Dataset entries
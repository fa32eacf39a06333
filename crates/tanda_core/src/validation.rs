use std::sync::OnceLock;

use regex::Regex;
use serde_json::Value;

use crate::contract::{ValidationError, ALLOWED_LINK_DURATIONS_HOURS, DEFAULT_LINK_DURATION_HOURS};

pub const MIN_PASSWORD_LEN: usize = 8;
pub const MAX_PASSWORD_LEN: usize = 128;
const PASSWORD_SPECIALS: &str = "!@#$%^&*()_+-=[]{};':\"\\|,.<>/?";

const EMAIL_PATTERN: &str = r"^[a-zA-Z0-9._%+-]+@[a-zA-Z0-9.-]+\.[a-zA-Z]{2,}$";

static EMAIL_REGEX: OnceLock<Option<Regex>> = OnceLock::new();

/// `local@domain.tld` where the TLD has at least two letters.
pub fn is_valid_email(email: &str) -> bool {
    EMAIL_REGEX
        .get_or_init(|| Regex::new(EMAIL_PATTERN).ok())
        .as_ref()
        .is_some_and(|pattern| pattern.is_match(email))
}

/// Loose check used by the public deletion request form.
pub fn looks_like_email(email: &str) -> bool {
    email.contains('@') && email.contains('.')
}

pub fn normalize_email(email: &str) -> String {
    email.trim().to_lowercase()
}

/// Rules are checked in order; the first failing rule's message is returned.
pub fn check_password_strength(password: &str) -> Result<(), ValidationError> {
    let length = password.chars().count();
    if length < MIN_PASSWORD_LEN {
        return Err(ValidationError::new(
            "La contraseña debe tener al menos 8 caracteres",
        ));
    }
    if length > MAX_PASSWORD_LEN {
        return Err(ValidationError::new(
            "La contraseña no puede exceder 128 caracteres",
        ));
    }
    if !password.chars().any(|c| c.is_ascii_uppercase()) {
        return Err(ValidationError::new(
            "La contraseña debe contener al menos una letra mayúscula",
        ));
    }
    if !password.chars().any(|c| c.is_ascii_lowercase()) {
        return Err(ValidationError::new(
            "La contraseña debe contener al menos una letra minúscula",
        ));
    }
    if !password.chars().any(|c| c.is_ascii_digit()) {
        return Err(ValidationError::new(
            "La contraseña debe contener al menos un número",
        ));
    }
    if !password.chars().any(|c| PASSWORD_SPECIALS.contains(c)) {
        return Err(ValidationError::new(
            "La contraseña debe contener al menos un carácter especial",
        ));
    }
    Ok(())
}

/// Registration link lifetime in hours; absent means the default.
pub fn link_duration(value: Option<&Value>) -> Result<u32, ValidationError> {
    let Some(value) = value.filter(|value| !value.is_null()) else {
        return Ok(DEFAULT_LINK_DURATION_HOURS);
    };
    value
        .as_f64()
        .and_then(|hours| {
            ALLOWED_LINK_DURATIONS_HOURS
                .iter()
                .copied()
                .find(|allowed| f64::from(*allowed) == hours)
        })
        .ok_or_else(|| ValidationError::new("Duración inválida. Debe ser 12 o 24 horas"))
}

/// Loose truthiness of a JSON request value.
pub fn is_truthy(value: &Value) -> bool {
    match value {
        Value::Null => false,
        Value::Bool(flag) => *flag,
        Value::Number(number) => number.as_f64().map(|n| n != 0.0).unwrap_or(true),
        Value::String(text) => !text.is_empty(),
        Value::Array(items) => !items.is_empty(),
        Value::Object(map) => !map.is_empty(),
    }
}

/// Text field of a request body. Numbers are accepted and rendered as text;
/// empty strings count as missing.
pub fn text_field(body: &Value, name: &str) -> Option<String> {
    match body.get(name)? {
        Value::String(text) if !text.is_empty() => Some(text.clone()),
        Value::Number(number) => Some(number.to_string()),
        _ => None,
    }
}

/// Positive whole number field, accepting integral floats and numeric text.
pub fn count_field(body: &Value, name: &str) -> Option<u32> {
    match body.get(name)? {
        Value::Number(number) => number
            .as_u64()
            .or_else(|| {
                number
                    .as_f64()
                    .filter(|value| value.fract() == 0.0 && *value >= 0.0)
                    .map(|value| value as u64)
            })
            .and_then(|value| u32::try_from(value).ok()),
        Value::String(text) => text.trim().parse().ok(),
        _ => None,
    }
}

pub fn amount_field(body: &Value, name: &str) -> Option<f64> {
    match body.get(name)? {
        Value::Number(number) => number.as_f64(),
        Value::String(text) => text.trim().parse().ok(),
        _ => None,
    }
}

**What the task requires**
The records above need to be written out once more, exactly.

**Answer area**
repository fa32eacf39a06333
filename crates/tanda_core/src/validation.rs
use std::sync::OnceLock;

use regex::Regex;
use serde_json::Value;

use crate::contract::{ValidationError, ALLOWED_LINK_DURATIONS_HOURS, DEFAULT_LINK_DURATION_HOURS};

pub const MIN_PASSWORD_LEN: usize = 8;
pub const MAX_PASSWORD_LEN: usize = 128;
const PASSWORD_SPECIALS: &str = "!@#$%^&*()_+-=[]{};':\"\\|,.<>/?";

const EMAIL_PATTERN: &str = r"^[a-zA-Z0-9._%+-]+@[a-zA-Z0-9.-]+\.[a-zA-Z]{2,}$";

static EMAIL_REGEX: OnceLock<Option<Regex>> = OnceLock::new();

/// `local@domain.tld` where the TLD has at least two letters.
pub fn is_valid_email(email: &str) -> bool {
    EMAIL_REGEX
        .get_or_init(|| Regex::new(EMAIL_PATTERN).ok())
        .as_ref()
        .is_some_and(|pattern| pattern.is_match(email))
}

/// Loose check used by the public deletion request form.
pub fn looks_like_email(email: &str) -> bool {
    email.contains('@') && email.contains('.')
}

pub fn normalize_email(email: &str) -> String {
    email.trim().to_lowercase()
}

/// Rules are checked in order; the first failing rule's message is returned.
pub fn check_password_strength(password: &str) -> Result<(), ValidationError> {
    let length = password.chars().count();
    if length < MIN_PASSWORD_LEN {
        return Err(ValidationError::new(
            "La contraseña debe tener al menos 8 caracteres",
        ));
    }
    if length > MAX_PASSWORD_LEN {
        return Err(ValidationError::new(
            "La contraseña no puede exceder 128 caracteres",
        ));
    }
    if !password.chars().any(|c| c.is_ascii_uppercase()) {
        return Err(ValidationError::new(
            "La contraseña debe contener al menos una letra mayúscula",
        ));
    }
    if !password.chars().any(|c| c.is_ascii_lowercase()) {
        return Err(ValidationError::new(
            "La contraseña debe contener al menos una letra minúscula",
        ));
    }
    if !password.chars().any(|c| c.is_ascii_digit()) {
        return Err(ValidationError::new(
            "La contraseña debe contener al menos un número",
        ));
    }
    if !password.chars().any(|c| PASSWORD_SPECIALS.contains(c)) {
        return Err(ValidationError::new(
            "La contraseña debe contener al menos un carácter especial",
        ));
    }
    Ok(())
}

/// Registration link lifetime in hours; absent means the default.
pub fn link_duration(value: Option<&Value>) -> Result<u32, ValidationError> {
    let Some(value) = value.filter(|value| !value.is_null()) else {
        return Ok(DEFAULT_LINK_DURATION_HOURS);
    };
    value
        .as_f64()
        .and_then(|hours| {
            ALLOWED_LINK_DURATIONS_HOURS
                .iter()
                .copied()
                .find(|allowed| f64::from(*allowed) == hours)
        })
        .ok_or_else(|| ValidationError::new("Duración inválida. Debe ser 12 o 24 horas"))
}

/// Loose truthiness of a JSON request value.
pub fn is_truthy(value: &Value) -> bool {
    match value {
        Value::Null => false,
        Value::Bool(flag) => *flag,
        Value::Number(number) => number.as_f64().map(|n| n != 0.0).unwrap_or(true),
        Value::String(text) => !text.is_empty(),
        Value::Array(items) => !items.is_empty(),
        Value::Object(map) => !map.is_empty(),
    }
}

/// Text field of a request body. Numbers are accepted and rendered as text;
/// empty strings count as missing.
pub fn text_field(body: &Value, name: &str) -> Option<String> {
    match body.get(name)? {
        Value::String(text) if !text.is_empty() => Some(text.clone()),
        Value::Number(number) => Some(number.to_string()),
        _ => None,
    }
}

/// Positive whole number field, accepting integral floats and numeric text.
pub fn count_field(body: &Value, name: &str) -> Option<u32> {
    match body.get(name)? {
        Value::Number(number) => number
            .as_u64()
            .or_else(|| {
                number
                    .as_f64()
                    .filter(|value| value.fract() == 0.0 && *value >= 0.0)
                    .map(|value| value as u64)
            })
            .and_then(|value| u32::try_from(value).ok()),
        Value::String(text) => text.trim().parse().ok(),
        _ => None,
    }
}

pub fn amount_field(body: &Value, name: &str) -> Option<f64> {
    match body.get(name)? {
        Value::Number(number) => number.as_f64(),
        Value::String(text) => text.trim().parse().ok(),
        _ => None,
    }
}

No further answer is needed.